Two years later, Teen Vital Voices thrives. Raising funds for tuition and supplies, it has made an impact on countless Kenyans’ lives. It’s impacted many Staples students too.

Kakenya, at her school.

Next Wednesday (April 25), Kakenya returns to Westport to celebrate the fulfillment of her dream. She’ll speak to the Teen Vital Voices group after school, and accept a substantial donation for her Kakenya Center for Excellence. New club members will meet Kakenya for the first time.

The next morning, she’ll speak in the Staples library. That evening (Thursday, April 26, 7 p.m.) she’ll headline a public event at Christ & Holy Trinity Church.

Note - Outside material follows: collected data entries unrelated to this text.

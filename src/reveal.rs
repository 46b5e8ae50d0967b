use crate::config::RevealConfig;

pub const ANIMATED_CLASS: &str = "animate-in";
pub const PROGRESS_PROPERTY: &str = "--progress";

/// What an observed element does once it scrolls into view.
#[derive(Clone, Copy, Debug, PartialEq, Eq)]
pub enum RevealKind {
    Generic,
    Bar,
    Counter,
    Circle,
}

impl RevealKind {
    pub const ALL: [Self; 4] = [Self::Generic, Self::Bar, Self::Counter, Self::Circle];

    pub fn selector(self) -> &'static str {
        match self {
            Self::Generic => ".animate-on-scroll",
            Self::Bar => ".skill-progress",
            Self::Counter => ".stat-number",
            Self::Circle => ".circle-progress",
        }
    }

    fn class_name(self) -> &'static str {
        &self.selector()[1..]
    }

    /// Picks the most specific kind for an element carrying several hooks.
    pub fn classify(has_class: impl Fn(&str) -> bool) -> Self {
        [Self::Bar, Self::Counter, Self::Circle]
            .into_iter()
            .find(|kind| has_class(kind.class_name()))
            .unwrap_or(Self::Generic)
    }

    pub fn threshold(self, config: &RevealConfig) -> f64 {
        let specific = match self {
            Self::Generic => None,
            Self::Bar => config.bar_threshold,
            Self::Counter => config.counter_threshold,
            Self::Circle => config.circle_threshold,
        };
        specific.unwrap_or(config.threshold)
    }
}

/// Integer-prefix parse: leading whitespace, an optional sign, then digits.
/// Anything after the digits is ignored, so `"85%"` reads as 85.
pub fn parse_leading_int(raw: &str) -> Option<i64> {
    let trimmed = raw.trim_start();
    let (negative, rest) = match trimmed.as_bytes().first() {
        Some(b'-') => (true, &trimmed[1..]),
        Some(b'+') => (false, &trimmed[1..]),
        _ => (false, trimmed),
    };
    let digits_len = rest.bytes().take_while(u8::is_ascii_digit).count();

    if digits_len == 0 {
        return None;
    }

    let value: i64 = rest[..digits_len].parse().ok()?;
    Some(if negative { -value } else { value })
}

/// CSS width for a skill bar, clamped to the displayable range.
pub fn bar_width(raw: &str) -> Option<String> {
    let percent = parse_leading_int(raw)?.clamp(0, 100);
    Some(format!("{percent}%"))
}

pub fn counter_target(raw: &str) -> Option<f64> {
    parse_leading_int(raw).map(|value| value as f64)
}

/// Circle targets outside `[0, 100]` are rejected rather than clamped.
pub fn circle_target(raw: &str) -> Option<f64> {
    parse_leading_int(raw)
        .filter(|value| (0..=100).contains(value))
        .map(|value| value as f64)
}

#[derive(Clone, Copy, Debug, PartialEq)]
pub enum Step {
    Continue(f64),
    Finished(f64),
}

impl Step {
    pub fn value(self) -> f64 {
        match self {
            Self::Continue(value) | Self::Finished(value) => value,
        }
    }
}

/// Fixed-increment ramp from zero to `target`, one increment per frame.
/// The last step always lands exactly on `target`.
#[derive(Clone, Debug)]
pub struct FrameAnimation {
    target: f64,
    increment: f64,
    current: f64,
    finished: bool,
}

impl FrameAnimation {
    pub fn new(target: f64, duration_ms: u32, frame_ms: u32) -> Self {
        let frames = f64::from(duration_ms) / f64::from(frame_ms.max(1));

        Self {
            target,
            increment: target / frames,
            current: 0.0,
            finished: false,
        }
    }

    pub fn from_config(target: f64, config: &RevealConfig) -> Self {
        Self::new(target, config.duration_ms, config.frame_ms)
    }

    pub fn advance(&mut self) -> Step {
        if self.finished {
            return Step::Finished(self.target);
        }

        self.current += self.increment;

        if self.increment > 0.0 && self.current < self.target {
            Step::Continue(self.current)
        } else {
            self.finished = true;
            Step::Finished(self.target)
        }
    }
}

pub fn format_count(value: f64) -> String {
    format!("{}", value.floor() as i64)
}

#[cfg(target_arch = "wasm32")]
pub use controller::ScrollReveal;

#[cfg(target_arch = "wasm32")]
mod controller {
    use std::{cell::RefCell, rc::Rc};

    use gloo_timers::callback::Timeout;
    use js_sys::Array;
    use wasm_bindgen::{closure::Closure, JsCast, JsValue};
    use web_sys::{
        Document, Element, HtmlElement, IntersectionObserver, IntersectionObserverEntry,
        IntersectionObserverInit,
    };

    use super::{
        bar_width, circle_target, counter_target, format_count, FrameAnimation, RevealKind, Step,
        ANIMATED_CLASS, PROGRESS_PROPERTY,
    };
    use crate::{config::RevealConfig, dom, error::SiteError};

    type ObserverCallback = Closure<dyn FnMut(Array, IntersectionObserver)>;

    #[derive(Clone)]
    struct Effects {
        config: Rc<RevealConfig>,
        reduced_motion: bool,
        timers: Rc<RefCell<Vec<Timeout>>>,
    }

    impl Effects {
        fn play(&self, kind: RevealKind, element: &Element) {
            let Some(element) = element.dyn_ref::<HtmlElement>() else {
                return;
            };

            match kind {
                RevealKind::Generic => {}
                RevealKind::Bar => self.fill_bar(element),
                RevealKind::Counter => self.count_up(element),
                RevealKind::Circle => self.fill_circle(element),
            }
        }

        fn fill_bar(&self, element: &HtmlElement) {
            let Some(width) = element.get_attribute("data-progress").as_deref().and_then(bar_width)
            else {
                log::debug!("skill bar without a numeric data-progress, skipping");
                return;
            };

            let element = element.clone();
            let timeout = Timeout::new(self.config.bar_delay_ms, move || {
                dom::set_style(&element, "width", &width);
            });
            self.timers.borrow_mut().push(timeout);
        }

        fn count_up(&self, element: &HtmlElement) {
            let Some(target) = element
                .get_attribute("data-target")
                .as_deref()
                .and_then(counter_target)
            else {
                log::debug!("counter without a numeric data-target, skipping");
                return;
            };

            let animation = FrameAnimation::from_config(target, &self.config);
            let render = move |element: &HtmlElement, step: Step| {
                element.set_text_content(Some(&format_count(step.value())));
            };
            self.run(element.clone(), animation, render);
        }

        fn fill_circle(&self, element: &HtmlElement) {
            let Some(target) = element
                .get_attribute("data-percent")
                .as_deref()
                .and_then(circle_target)
            else {
                log::debug!("circle progress outside 0..=100 or not numeric, skipping");
                return;
            };

            let effects = self.clone();
            let element = element.clone();
            let timeout = Timeout::new(self.config.circle_delay_ms, move || {
                let animation = FrameAnimation::from_config(target, &effects.config);
                let render = |element: &HtmlElement, step: Step| {
                    dom::set_style(element, PROGRESS_PROPERTY, &step.value().to_string());
                };
                effects.run(element, animation, render);
            });
            self.timers.borrow_mut().push(timeout);
        }

        fn run(
            &self,
            element: HtmlElement,
            animation: FrameAnimation,
            render: impl Fn(&HtmlElement, Step) + 'static,
        ) {
            let render = Rc::new(render);

            if self.reduced_motion {
                render(&element, Step::Finished(finish(animation)));
                return;
            }

            let frame_render = Rc::clone(&render);
            let frame_element = element.clone();
            let mut state = animation.clone();
            let started = dom::animate_frames(move || {
                let step = state.advance();
                frame_render(&frame_element, step);
                matches!(step, Step::Continue(_))
            });

            if let Err(error) = started {
                log::debug!("animation frames unavailable ({error}), jumping to target");
                render(&element, Step::Finished(finish(animation)));
            }
        }
    }

    fn finish(mut animation: FrameAnimation) -> f64 {
        loop {
            if let Step::Finished(value) = animation.advance() {
                return value;
            }
        }
    }

    /// Observers for every reveal hook, one per kind so each can use its own
    /// threshold.
    pub struct ScrollReveal {
        observers: Vec<(IntersectionObserver, ObserverCallback)>,
        timers: Rc<RefCell<Vec<Timeout>>>,
    }

    impl ScrollReveal {
        pub fn start(document: &Document, config: &RevealConfig) -> Result<Self, SiteError> {
            let effects = Effects {
                config: Rc::new(config.clone()),
                reduced_motion: dom::prefers_reduced_motion(),
                timers: Rc::new(RefCell::new(Vec::new())),
            };

            let selector = RevealKind::ALL
                .iter()
                .map(|kind| kind.selector())
                .collect::<Vec<_>>()
                .join(", ");
            let elements = dom::query_all(document, &selector)?;

            let mut observers = Vec::with_capacity(RevealKind::ALL.len());
            for kind in RevealKind::ALL {
                let (observer, callback) = observer_for(kind, config, effects.clone())?;

                for element in &elements {
                    let list = element.class_list();
                    if RevealKind::classify(|class| list.contains(class)) == kind {
                        observer.observe(element);
                    }
                }

                observers.push((observer, callback));
            }

            log::info!("scroll reveal watching {} elements", elements.len());
            Ok(Self {
                observers,
                timers: effects.timers,
            })
        }
    }

    impl Drop for ScrollReveal {
        fn drop(&mut self) {
            for (observer, _) in &self.observers {
                observer.disconnect();
            }
            self.timers.borrow_mut().clear();
        }
    }

    fn observer_for(
        kind: RevealKind,
        config: &RevealConfig,
        effects: Effects,
    ) -> Result<(IntersectionObserver, ObserverCallback), SiteError> {
        let callback: ObserverCallback =
            Closure::new(move |entries: Array, observer: IntersectionObserver| {
                for entry in entries.iter() {
                    let Ok(entry) = entry.dyn_into::<IntersectionObserverEntry>() else {
                        continue;
                    };
                    if !entry.is_intersecting() {
                        continue;
                    }

                    let target = entry.target();
                    observer.unobserve(&target);

                    if target.class_list().contains(ANIMATED_CLASS) {
                        continue;
                    }
                    let _ = target.class_list().add_1(ANIMATED_CLASS);
                    effects.play(kind, &target);
                }
            });

        let options = IntersectionObserverInit::new();
        options.set_threshold(&JsValue::from_f64(kind.threshold(config)));
        options.set_root_margin(&config.root_margin);

        let observer =
            IntersectionObserver::new_with_options(callback.as_ref().unchecked_ref(), &options)?;
        Ok((observer, callback))
    }
}

#[cfg(test)]
mod tests {
    use super::*;

    fn run_to_end(mut animation: FrameAnimation) -> Vec<f64> {
        let mut values = Vec::new();
        loop {
            let step = animation.advance();
            values.push(step.value());
            if let Step::Finished(_) = step {
                return values;
            }
        }
    }

    #[test]
    fn leading_int_follows_prefix_rules() {
        assert_eq!(parse_leading_int("85"), Some(85));
        assert_eq!(parse_leading_int("  85%"), Some(85));
        assert_eq!(parse_leading_int("-3px"), Some(-3));
        assert_eq!(parse_leading_int("+7"), Some(7));
        assert_eq!(parse_leading_int("12.9"), Some(12));
        assert_eq!(parse_leading_int("abc"), None);
        assert_eq!(parse_leading_int(""), None);
        assert_eq!(parse_leading_int("-"), None);
    }

    #[test]
    fn counter_climbs_monotonically_and_lands_on_target() {
        let values = run_to_end(FrameAnimation::new(1_000.0, 2_000, 16));

        assert!(values.windows(2).all(|pair| pair[0] <= pair[1]));
        assert!(values.iter().all(|value| *value <= 1_000.0));
        assert_eq!(values.last().copied(), Some(1_000.0));
        assert_eq!(values.len(), 125);
    }

    #[test]
    fn awkward_targets_never_overshoot() {
        for target in [1.0, 7.0, 33.0, 99.0, 100.0, 12_345.0] {
            let values = run_to_end(FrameAnimation::new(target, 2_000, 16));

            assert!(values.windows(2).all(|pair| pair[0] <= pair[1]), "target {target}");
            assert!(values.iter().all(|value| *value <= target), "target {target}");
            assert_eq!(values.last().copied(), Some(target));
        }
    }

    #[test]
    fn zero_and_negative_targets_finish_immediately() {
        assert_eq!(run_to_end(FrameAnimation::new(0.0, 2_000, 16)), vec![0.0]);
        assert_eq!(run_to_end(FrameAnimation::new(-5.0, 2_000, 16)), vec![-5.0]);
    }

    #[test]
    fn finished_animation_stays_finished() {
        let mut animation = FrameAnimation::new(0.0, 2_000, 16);
        animation.advance();

        assert_eq!(animation.advance(), Step::Finished(0.0));
    }

    #[test]
    fn count_display_uses_floor() {
        assert_eq!(format_count(41.99), "41");
        assert_eq!(format_count(8.0), "8");
    }

    #[test]
    fn circle_target_rejects_out_of_range_and_garbage() {
        assert_eq!(circle_target("0"), Some(0.0));
        assert_eq!(circle_target("100"), Some(100.0));
        assert_eq!(circle_target("75%"), Some(75.0));
        assert_eq!(circle_target("101"), None);
        assert_eq!(circle_target("-1"), None);
        assert_eq!(circle_target("NaN"), None);
    }

    #[test]
    fn bar_width_is_clamped_to_displayable_range() {
        assert_eq!(bar_width("85").as_deref(), Some("85%"));
        assert_eq!(bar_width("150").as_deref(), Some("100%"));
        assert_eq!(bar_width("-20").as_deref(), Some("0%"));
        assert_eq!(bar_width("lots"), None);
    }

    #[test]
    fn classify_prefers_specific_kinds() {
        let classes = ["animate-on-scroll", "stat-number"];
        let kind = RevealKind::classify(|class| classes.contains(&class));
        assert_eq!(kind, RevealKind::Counter);

        let kind = RevealKind::classify(|class| class == "animate-on-scroll");
        assert_eq!(kind, RevealKind::Generic);
    }

    #[test]
    fn per_kind_threshold_overrides_general_one() {
        let config = RevealConfig {
            circle_threshold: Some(0.5),
            ..RevealConfig::default()
        };

        assert_eq!(RevealKind::Circle.threshold(&config), 0.5);
        assert_eq!(RevealKind::Bar.threshold(&config), 0.1);
        assert_eq!(RevealKind::Generic.threshold(&config), 0.1);
    }
}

After that, Kakenya — a woman engaged to marry at age 5, who somehow convinced village elders to allow her to attend college in the US, and who returned home to pass the gift of education on to other young girls — heads to the University of Pittsburgh.

There, she’ll receive her doctorate in education.

(The Christ & Holy Trinity event is a fundraiser for Kakenya’s school. Suggested tax-deductible donations are $25 for adults, $5 for students. For more information call Sue Glendinning at 203-938-2158, or email vitalvoicesctcouncil@gmail.com. To learn more about Kakenya, click here.)

Teens’ Vital Voices

Many freshmen spend their 1st year at Staples figuring out the school:  what activities to get involved in, which clubs to join, that sort of thing.  Leadership comes later.

Alexis Teixeira is not “many freshmen.”

Just a few months into her high school career, she’s already started a club.  Already, the club has had an impact — locally and internationally.

Alexis Texeira and Rebecca Lolosoli, during the Kenyan's visit to Westport.

The club is Teen Vital Voices.  It’s the 1st high school branch anywhere of Vital Voices Global Partnership — a not-for-profit organization launched in 1999 by Hillary Clinton and Madeline Albright to identify, train and empower women leaders around the globe.

A Vital Voices volunteer, Alexis’s mom told stories of her work.  The 9th grader was intrigued by Kakenya Ntaiya, who started a school in Kenya.  When Kakenya came to Westport to talk, Alexis invited several friends.

Kakenya’s vision inspired Alexis to organize a club.  Teen Vital Voices aims to make a difference in Kenyan girls’ lives, through the Kakenya Center for Excellence.  They assist the school financially, while befriending its students through correspondence and other activities.

Teen Vital Voices hopes to inspire similar clubs, in high schools and colleges.

This year, Staples members have heard from a State Department intern from Turkey; a Fairfield University professor from India, and Rebecca Lolosoli, who founded a safe haven village for women in Kenya.

Alexis has learned much about Africa — including the dearth of opportunities for women there.  “They get married at my age,” she says.  “They drop out of school.  There are rapes and pregnancies, and the blame is put on the girls.  They get kicked out of their homes.”

She also learned that — despite all the obstacles, and little material wealth — the girls at Kakenya have plenty of hope.

“Nobody really knows about all that here,” Alexis says.  “You don’t get the connection until you hear about it, and meet people who know.”

If more Staples students knew about the Kakenya School, she says, more would help.  And it’s easy:  Just $27 builds one school wall.

Teen Vital Voices has held bake sales.  They’ve decorated t-shirts for the girls.  They’re getting the word out through email, and a Facebook page.

“It’s not easy being a group of freshmen,” Alexis admits.  “But we’re trying.”

She’s also trying to get more boys to join Teen Vital Voices.  “It’s not just women’s issues — it’s about people,” she explains.

In just a few months, Teen Vital Voices has made an impact on Kenyans’ lives.  And on Alexis’.

“I’ve met some amazing women,” she says.  “They inspire me, and give me hope.”

Which is exactly what she and her friends do, from Westport to Africa.